蘇博嘆氣:「今年不是個好年歲,處處災情,你從江北那邊過,一路走來也應該知道,賑災有多難,老百姓有多難,處處流民,遍地餓殍……」
伊寧道:「是很難。」
蘇博又道:「韃子也不好過,暴雪,風沙,草原上一樣遍地屍骨,急著開榷場,定是想開春就換糧食救急。」蘇博聲音變得低沉:「還有刺探虛實。」
伊寧問道:「領頭是誰?」
蘇博道:「小王子木罕,還有個叫塔勒的萬夫長,以及一干談判的文臣。」
「昝敏呢?」
蘇博搖頭:「不知。」
伊寧道:「最好別來。」
蘇博笑道:「你又想打架?」
「不想,太累。」
蘇博笑笑:「你還知道累啊,你這次回來,名滿天下了……京城想討好,巴結你的人,不知凡幾,據說很多人都想拜你為師呢。」而後他聲音再次一沉,「樹大招風啊……你還是低調點,少出門,或者出門就去西山寺玩玩吧,過完這個年再說。」
伊寧點了下頭。
蘇博沉默一會,又說道:「你那個師弟,怎麼回事?」
伊寧吁口氣,說道:「嫂嫂收的……」
蘇博道:「為什麼最近才來京城?」
伊寧道:「丟鍾離觀。」
蘇博等她下一句。
「丟了十年。」
「然後你在江北路過鍾離觀,就將他帶了回來?」
伊寧道:「是。」
蘇博臉色一黯:「鍾離觀說沒就沒了,彭漸我還見過呢……真是世事難料,你明年要帶他走嗎?」
伊寧道:「他留下吧。」
蘇博道:「也好,閑園這麼大,多個人也好些……」
兩人不覺聊到了深夜,蘇博終是離去,臨走前,他說道:「年前別闖禍了啊。」
伊寧籠了籠鬢邊青絲,說道:「曉得了。」
果然,一天後,韃子進京了,伊寧沒出門去看,董昭只知道埋頭練功,是小蘭回來告訴他們的,韃子使團在大街上,騎著高頭大馬,穿著獸皮甲,狐狸帽,一路對人斜視,盡顯囂張之勢。

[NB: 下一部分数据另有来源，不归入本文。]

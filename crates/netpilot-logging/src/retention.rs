use std::fs;
use std::path::{Path, PathBuf};
use std::time::{Duration, SystemTime};

use anyhow::{Context, Result};

use crate::config::LoggingConfig;
use crate::targets::SUBSYSTEMS;

struct LogFile {
    path: PathBuf,
    modified: SystemTime,
    size: u64,
}

/// Deletes logs older than `keep_days`, then the oldest remaining ones until
/// the directory fits `max_total_mb`. Only files the subscriber writes are
/// considered. Returns the number of files removed.
pub fn run_retention(root: &Path, component: &str, cfg: &LoggingConfig) -> Result<usize> {
    let log_root = root.join("logs");
    let mut entries = collect_log_files(&log_root, component)?;
    let mut removed = 0;

    let cutoff = SystemTime::now()
        .checked_sub(Duration::from_secs(
            cfg.keep_days.saturating_mul(24 * 60 * 60),
        ))
        .unwrap_or(SystemTime::UNIX_EPOCH);

    entries.retain(|entry| {
        if entry.modified >= cutoff {
            return true;
        }
        match fs::remove_file(&entry.path) {
            Ok(()) => {
                removed += 1;
                false
            }
            Err(err) => {
                tracing::warn!("Failed to remove old log {}: {}", entry.path.display(), err);
                true
            }
        }
    });

    let cap = cfg.max_total_bytes();
    let mut total_size: u64 = entries.iter().map(|e| e.size).sum();
    if total_size > cap {
        entries.sort_by_key(|e| e.modified);
        for entry in entries {
            if total_size <= cap {
                break;
            }
            if let Err(err) = fs::remove_file(&entry.path) {
                tracing::warn!(
                    "Failed to remove log {} during size cap cleanup: {}",
                    entry.path.display(),
                    err
                );
                continue;
            }
            removed += 1;
            total_size = total_size.saturating_sub(entry.size);
        }
    }

    if removed > 0 {
        tracing::debug!("Log retention removed {} file(s)", removed);
    }
    Ok(removed)
}

fn collect_log_files(log_root: &Path, component: &str) -> Result<Vec<LogFile>> {
    let mut files = Vec::new();
    if !log_root.exists() {
        return Ok(files);
    }

    let entries =
        fs::read_dir(log_root).with_context(|| format!("reading {}", log_root.display()))?;
    for entry in entries {
        let entry = entry.with_context(|| format!("iterating {}", log_root.display()))?;
        let path = entry.path();
        if !path.is_file() {
            continue;
        }

        let Some(name) = path.file_name().and_then(|s| s.to_str()) else {
            continue;
        };
        if !is_log_name(name, component) {
            continue;
        }

        let metadata = fs::metadata(&path).with_context(|| format!("stat {}", path.display()))?;
        let modified = metadata.modified().unwrap_or(SystemTime::UNIX_EPOCH);
        files.push(LogFile {
            path,
            modified,
            size: metadata.len(),
        });
    }

    Ok(files)
}

fn is_log_name(name: &str, component: &str) -> bool {
    let matches = |stem: &str| name.starts_with(stem) && name[stem.len()..].starts_with(".log");
    matches(component) || SUBSYSTEMS.iter().any(|target| matches(target))
}

#[cfg(test)]
mod tests {
    use super::*;
    use tempfile::TempDir;

    fn write_log(dir: &Path, name: &str, bytes: usize, age: Duration) -> PathBuf {
        let path = dir.join(name);
        fs::write(&path, vec![b'x'; bytes]).unwrap();
        let file = fs::File::options().write(true).open(&path).unwrap();
        file.set_modified(SystemTime::now() - age).unwrap();
        path
    }

    #[test]
    fn only_our_files_are_log_files() {
        assert!(is_log_name("netpilotd.log.2026-10-01", "netpilotd"));
        assert!(is_log_name("route.log", "netpilotd"));
        assert!(!is_log_name("routes.txt", "netpilotd"));
        assert!(!is_log_name("settings.json", "netpilotd"));
    }

    #[test]
    fn old_logs_are_removed() {
        let root = TempDir::new().unwrap();
        let logs = root.path().join("logs");
        fs::create_dir_all(&logs).unwrap();
        let day = Duration::from_secs(24 * 60 * 60);
        let stale = write_log(&logs, "dns.log.2026-09-01", 10, day * 30);
        let fresh = write_log(&logs, "dns.log.2026-10-17", 10, day);
        let foreign = write_log(&logs, "notes.txt", 10, day * 30);

        let removed = run_retention(root.path(), "netpilotd", &LoggingConfig::default()).unwrap();
        assert_eq!(removed, 1);
        assert!(!stale.exists());
        assert!(fresh.exists());
        assert!(foreign.exists());
    }

    #[test]
    fn size_cap_drops_the_oldest_first() {
        let root = TempDir::new().unwrap();
        let logs = root.path().join("logs");
        fs::create_dir_all(&logs).unwrap();
        let hour = Duration::from_secs(60 * 60);
        let mib = 1024 * 1024;
        let oldest = write_log(&logs, "netpilotd.log.1", mib, hour * 3);
        let middle = write_log(&logs, "netpilotd.log.2", mib, hour * 2);
        let newest = write_log(&logs, "netpilotd.log.3", mib, hour);

        let cfg = LoggingConfig {
            max_total_mb: 2,
            ..LoggingConfig::default()
        };
        run_retention(root.path(), "netpilotd", &cfg).unwrap();
        assert!(!oldest.exists());
        assert!(middle.exists());
        assert!(newest.exists());
    }
}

小蘭言語中儘是恨意,董昭不解,問道:「韃子是來要求互市的吧,應該不會做出什麼出格的事吧?」
小蘭恨道:「反正統統都該死!」
董昭訝異:「這麼可恨嗎?」董昭是南方人,對於這些並不了解。
小蘭憤憤道:「你知道什麼叫打草谷嗎?你知道他們的騎兵多可恨嗎?你知道他們殺了我們多少漢人嗎?你什麼都不懂!」說罷一跺腳跑了。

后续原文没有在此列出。